Provided entries section start
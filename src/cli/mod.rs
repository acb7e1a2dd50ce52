//! CLI for codetree

mod args;
mod cache;

pub use args::{Args, Command};
pub use cache::ArtifactCache;

use crate::analysis::{Analyzer, Artifact};
use crate::config::Config;
use crate::error::{Error, Result};
use crate::output::Viewer;
use std::io::{Read, Write};
use std::net::{TcpListener, TcpStream};
use std::path::{Path, PathBuf};
use std::process::ExitCode;
use std::sync::Arc;

/// Run the CLI application
pub fn run() -> ExitCode {
    let args = Args::parse_args();

    match execute(args) {
        Ok(_) => ExitCode::SUCCESS,
        Err(e) => {
            eprintln!("Error: {}", e);
            ExitCode::FAILURE
        }
    }
}

fn execute(args: Args) -> Result<()> {
    match args.command {
        Command::Analyze {
            path,
            output,
            exclude,
            config,
            verbose,
        } => analyze(path, output, exclude, config, verbose),

        Command::Render { artifact, output } => render(&artifact, &output),

        Command::Serve { artifact, port } => serve(artifact, port),

        Command::Version => {
            println!("codetree {}", env!("CARGO_PKG_VERSION"));
            Ok(())
        }
    }
}

fn analyze(
    path: PathBuf,
    output: Option<PathBuf>,
    exclude: Vec<String>,
    config: Option<PathBuf>,
    verbose: bool,
) -> Result<()> {
    // Load config file if it exists; CLI arguments take precedence
    let mut cfg = match &config {
        Some(config_path) => Config::load_or_default(config_path),
        None => Config::load_or_default(Path::new("codetree.toml")),
    };
    cfg.merge_cli(output, exclude);
    cfg.validate()?;

    if verbose {
        println!("Analyzing: {}", path.display());
        println!("Artifact: {}", cfg.output.artifact.display());
        if !cfg.analysis.exclude.is_empty() {
            println!("Excludes: {:?}", cfg.analysis.exclude);
        }
    }

    if !path.exists() {
        return Err(Error::PathNotFound(path));
    }

    let analyzer = Analyzer::new(cfg.clone())?.with_verbose(verbose);

    println!("Discovering files...");
    let count = analyzer.file_count(&path)?;
    println!("Found {} candidate files", count);

    println!("Analyzing codebase...");
    let artifact = analyzer.analyze(&path)?;

    let destination = cfg.output.artifact.clone();
    artifact.save(&destination)?;
    println!("Artifact written to: {}", destination.display());

    println!();
    println!("{:<18} {:>8}", "Metric", "Value");
    println!("{:<18} {:>8}", "Files", artifact.metadata.file_count);
    println!(
        "{:<18} {:>8}",
        "Dependency edges", artifact.metadata.dependency_edges
    );
    println!("{:<18} {:>8}", "Warnings", artifact.errors.len());

    if !artifact.errors.is_empty() {
        println!("\nWarnings detected during analysis:");
        for warning in &artifact.errors {
            println!("  - {}", warning);
        }
    }

    Ok(())
}

fn render(artifact_path: &Path, output: &Path) -> Result<()> {
    if !artifact_path.exists() {
        return Err(Error::PathNotFound(artifact_path.to_path_buf()));
    }

    let cfg = Config::load_or_default(Path::new("codetree.toml"));
    let artifact = Artifact::load(artifact_path)?;
    let viewer = Viewer::new(cfg.viewer.max_graph_nodes)?;

    let report = viewer.write_site(&artifact, output)?;
    println!("{}", report.summary());
    println!("Viewer written to: {}", output.display());

    Ok(())
}

fn serve(artifact_path: PathBuf, port: u16) -> Result<()> {
    if !artifact_path.exists() {
        return Err(Error::PathNotFound(artifact_path));
    }

    let cfg = Config::load_or_default(Path::new("codetree.toml"));
    let cache = Arc::new(ArtifactCache::new(artifact_path));
    let viewer = Arc::new(Viewer::new(cfg.viewer.max_graph_nodes)?);

    let listener = TcpListener::bind(format!("127.0.0.1:{}", port))
        .map_err(|e| Error::Other(format!("Failed to bind to port {}: {}", port, e)))?;

    println!(
        "Serving {} on http://localhost:{}",
        cache.source().display(),
        port
    );
    println!("Press Ctrl+C to stop");

    for stream in listener.incoming() {
        match stream {
            Ok(stream) => {
                let cache = Arc::clone(&cache);
                let viewer = Arc::clone(&viewer);
                std::thread::spawn(move || {
                    if let Err(e) = handle_request(stream, &cache, &viewer) {
                        eprintln!("Request error: {}", e);
                    }
                });
            }
            Err(e) => eprintln!("Connection error: {}", e),
        }
    }

    Ok(())
}

/// Handle a single HTTP request, rendering pages from the cached artifact
fn handle_request(mut stream: TcpStream, cache: &ArtifactCache, viewer: &Viewer) -> Result<()> {
    let mut buffer = [0; 4096];
    let n = stream.read(&mut buffer)?;
    let request = String::from_utf8_lossy(&buffer[..n]);

    let request_line = request.lines().next().unwrap_or("");
    let parts: Vec<&str> = request_line.split_whitespace().collect();

    if parts.len() < 2 {
        return send_response(&mut stream, 400, "Bad Request", "text/plain", b"Bad Request");
    }

    let method = parts[0];
    let path = urlparse(parts[1]);

    if method != "GET" {
        return send_response(
            &mut stream,
            405,
            "Method Not Allowed",
            "text/plain",
            b"Method Not Allowed",
        );
    }

    // Revalidated on every request; unchanged artifacts stay cached
    let artifact = match cache.load() {
        Ok(artifact) => artifact,
        Err(e) => {
            let body = format!("Failed to load artifact: {}", e);
            return send_response(
                &mut stream,
                500,
                "Internal Server Error",
                "text/plain; charset=utf-8",
                body.as_bytes(),
            );
        }
    };

    let page = match path.as_str() {
        "/" | "/index.html" => Some((viewer.index_page(&artifact)?, "text/html; charset=utf-8")),
        "/graph.dot" => viewer
            .graph_dot(&artifact)
            .map(|dot| (dot, "text/plain; charset=utf-8")),
        other => file_page_index(other)
            .and_then(|index| viewer.file_page(&artifact, index).ok())
            .map(|html| (html, "text/html; charset=utf-8")),
    };

    match page {
        Some((body, content_type)) => {
            send_response(&mut stream, 200, "OK", content_type, body.as_bytes())?;
            println!("200 {} {}", method, path);
        }
        None => {
            send_response(&mut stream, 404, "Not Found", "text/plain", b"Not Found")?;
            println!("404 {} {}", method, path);
        }
    }

    Ok(())
}

/// Extract N from a `/files/N.html` route
fn file_page_index(path: &str) -> Option<usize> {
    path.strip_prefix("/files/")?
        .strip_suffix(".html")?
        .parse()
        .ok()
}

/// Send an HTTP response
fn send_response(
    stream: &mut TcpStream,
    status_code: u16,
    status_text: &str,
    content_type: &str,
    body: &[u8],
) -> Result<()> {
    let response = format!(
        "HTTP/1.1 {} {}\r\nContent-Type: {}\r\nContent-Length: {}\r\nConnection: close\r\n\r\n",
        status_code,
        status_text,
        content_type,
        body.len()
    );

    stream.write_all(response.as_bytes())?;
    stream.write_all(body)?;
    stream.flush()?;

    Ok(())
}

/// Simple URL decoding
fn urlparse(s: &str) -> String {
    // Split off query string
    let path = s.split('?').next().unwrap_or(s);

    let mut result = String::new();
    let mut chars = path.chars().peekable();

    while let Some(c) = chars.next() {
        if c == '%' {
            let hex: String = chars.by_ref().take(2).collect();
            if let Ok(byte) = u8::from_str_radix(&hex, 16) {
                result.push(byte as char);
            } else {
                result.push('%');
                result.push_str(&hex);
            }
        } else {
            result.push(c);
        }
    }

    result
}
Provided entries section end
Description of the task>
Output the entries above exactly, please, with nothing dropped.

Solution for this problem>
filename src/cli/mod.rs
repository acb7e1a2dd50ce52
//! CLI for codetree

mod args;
mod cache;

pub use args::{Args, Command};
pub use cache::ArtifactCache;

use crate::analysis::{Analyzer, Artifact};
use crate::config::Config;
use crate::error::{Error, Result};
use crate::output::Viewer;
use std::io::{Read, Write};
use std::net::{TcpListener, TcpStream};
use std::path::{Path, PathBuf};
use std::process::ExitCode;
use std::sync::Arc;

/// Run the CLI application
pub fn run() -> ExitCode {
    let args = Args::parse_args();

    match execute(args) {
        Ok(_) => ExitCode::SUCCESS,
        Err(e) => {
            eprintln!("Error: {}", e);
            ExitCode::FAILURE
        }
    }
}

fn execute(args: Args) -> Result<()> {
    match args.command {
        Command::Analyze {
            path,
            output,
            exclude,
            config,
            verbose,
        } => analyze(path, output, exclude, config, verbose),

        Command::Render { artifact, output } => render(&artifact, &output),

        Command::Serve { artifact, port } => serve(artifact, port),

        Command::Version => {
            println!("codetree {}", env!("CARGO_PKG_VERSION"));
            Ok(())
        }
    }
}

fn analyze(
    path: PathBuf,
    output: Option<PathBuf>,
    exclude: Vec<String>,
    config: Option<PathBuf>,
    verbose: bool,
) -> Result<()> {
    // Load config file if it exists; CLI arguments take precedence
    let mut cfg = match &config {
        Some(config_path) => Config::load_or_default(config_path),
        None => Config::load_or_default(Path::new("codetree.toml")),
    };
    cfg.merge_cli(output, exclude);
    cfg.validate()?;

    if verbose {
        println!("Analyzing: {}", path.display());
        println!("Artifact: {}", cfg.output.artifact.display());
        if !cfg.analysis.exclude.is_empty() {
            println!("Excludes: {:?}", cfg.analysis.exclude);
        }
    }

    if !path.exists() {
        return Err(Error::PathNotFound(path));
    }

    let analyzer = Analyzer::new(cfg.clone())?.with_verbose(verbose);

    println!("Discovering files...");
    let count = analyzer.file_count(&path)?;
    println!("Found {} candidate files", count);

    println!("Analyzing codebase...");
    let artifact = analyzer.analyze(&path)?;

    let destination = cfg.output.artifact.clone();
    artifact.save(&destination)?;
    println!("Artifact written to: {}", destination.display());

    println!();
    println!("{:<18} {:>8}", "Metric", "Value");
    println!("{:<18} {:>8}", "Files", artifact.metadata.file_count);
    println!(
        "{:<18} {:>8}",
        "Dependency edges", artifact.metadata.dependency_edges
    );
    println!("{:<18} {:>8}", "Warnings", artifact.errors.len());

    if !artifact.errors.is_empty() {
        println!("\nWarnings detected during analysis:");
        for warning in &artifact.errors {
            println!("  - {}", warning);
        }
    }

    Ok(())
}

fn render(artifact_path: &Path, output: &Path) -> Result<()> {
    if !artifact_path.exists() {
        return Err(Error::PathNotFound(artifact_path.to_path_buf()));
    }

    let cfg = Config::load_or_default(Path::new("codetree.toml"));
    let artifact = Artifact::load(artifact_path)?;
    let viewer = Viewer::new(cfg.viewer.max_graph_nodes)?;

    let report = viewer.write_site(&artifact, output)?;
    println!("{}", report.summary());
    println!("Viewer written to: {}", output.display());

    Ok(())
}

fn serve(artifact_path: PathBuf, port: u16) -> Result<()> {
    if !artifact_path.exists() {
        return Err(Error::PathNotFound(artifact_path));
    }

    let cfg = Config::load_or_default(Path::new("codetree.toml"));
    let cache = Arc::new(ArtifactCache::new(artifact_path));
    let viewer = Arc::new(Viewer::new(cfg.viewer.max_graph_nodes)?);

    let listener = TcpListener::bind(format!("127.0.0.1:{}", port))
        .map_err(|e| Error::Other(format!("Failed to bind to port {}: {}", port, e)))?;

    println!(
        "Serving {} on http://localhost:{}",
        cache.source().display(),
        port
    );
    println!("Press Ctrl+C to stop");

    for stream in listener.incoming() {
        match stream {
            Ok(stream) => {
                let cache = Arc::clone(&cache);
                let viewer = Arc::clone(&viewer);
                std::thread::spawn(move || {
                    if let Err(e) = handle_request(stream, &cache, &viewer) {
                        eprintln!("Request error: {}", e);
                    }
                });
            }
            Err(e) => eprintln!("Connection error: {}", e),
        }
    }

    Ok(())
}

/// Handle a single HTTP request, rendering pages from the cached artifact
fn handle_request(mut stream: TcpStream, cache: &ArtifactCache, viewer: &Viewer) -> Result<()> {
    let mut buffer = [0; 4096];
    let n = stream.read(&mut buffer)?;
    let request = String::from_utf8_lossy(&buffer[..n]);

    let request_line = request.lines().next().unwrap_or("");
    let parts: Vec<&str> = request_line.split_whitespace().collect();

    if parts.len() < 2 {
        return send_response(&mut stream, 400, "Bad Request", "text/plain", b"Bad Request");
    }

    let method = parts[0];
    let path = urlparse(parts[1]);

    if method != "GET" {
        return send_response(
            &mut stream,
            405,
            "Method Not Allowed",
            "text/plain",
            b"Method Not Allowed",
        );
    }

    // Revalidated on every request; unchanged artifacts stay cached
    let artifact = match cache.load() {
        Ok(artifact) => artifact,
        Err(e) => {
            let body = format!("Failed to load artifact: {}", e);
            return send_response(
                &mut stream,
                500,
                "Internal Server Error",
                "text/plain; charset=utf-8",
                body.as_bytes(),
            );
        }
    };

    let page = match path.as_str() {
        "/" | "/index.html" => Some((viewer.index_page(&artifact)?, "text/html; charset=utf-8")),
        "/graph.dot" => viewer
            .graph_dot(&artifact)
            .map(|dot| (dot, "text/plain; charset=utf-8")),
        other => file_page_index(other)
            .and_then(|index| viewer.file_page(&artifact, index).ok())
            .map(|html| (html, "text/html; charset=utf-8")),
    };

    match page {
        Some((body, content_type)) => {
            send_response(&mut stream, 200, "OK", content_type, body.as_bytes())?;
            println!("200 {} {}", method, path);
        }
        None => {
            send_response(&mut stream, 404, "Not Found", "text/plain", b"Not Found")?;
            println!("404 {} {}", method, path);
        }
    }

    Ok(())
}

/// Extract N from a `/files/N.html` route
fn file_page_index(path: &str) -> Option<usize> {
    path.strip_prefix("/files/")?
        .strip_suffix(".html")?
        .parse()
        .ok()
}

/// Send an HTTP response
fn send_response(
    stream: &mut TcpStream,
    status_code: u16,
    status_text: &str,
    content_type: &str,
    body: &[u8],
) -> Result<()> {
    let response = format!(
        "HTTP/1.1 {} {}\r\nContent-Type: {}\r\nContent-Length: {}\r\nConnection: close\r\n\r\n",
        status_code,
        status_text,
        content_type,
        body.len()
    );

    stream.write_all(response.as_bytes())?;
    stream.write_all(body)?;
    stream.flush()?;

    Ok(())
}

/// Simple URL decoding
fn urlparse(s: &str) -> String {
    // Split off query string
    let path = s.split('?').next().unwrap_or(s);

    let mut result = String::new();
    let mut chars = path.chars().peekable();

    while let Some(c) = chars.next() {
        if c == '%' {
            let hex: String = chars.by_ref().take(2).collect();
            if let Ok(byte) = u8::from_str_radix(&hex, 16) {
                result.push(byte as char);
            } else {
                result.push('%');
                result.push_str(&hex);
            }
        } else {
            result.push(c);
        }
    }

    result
}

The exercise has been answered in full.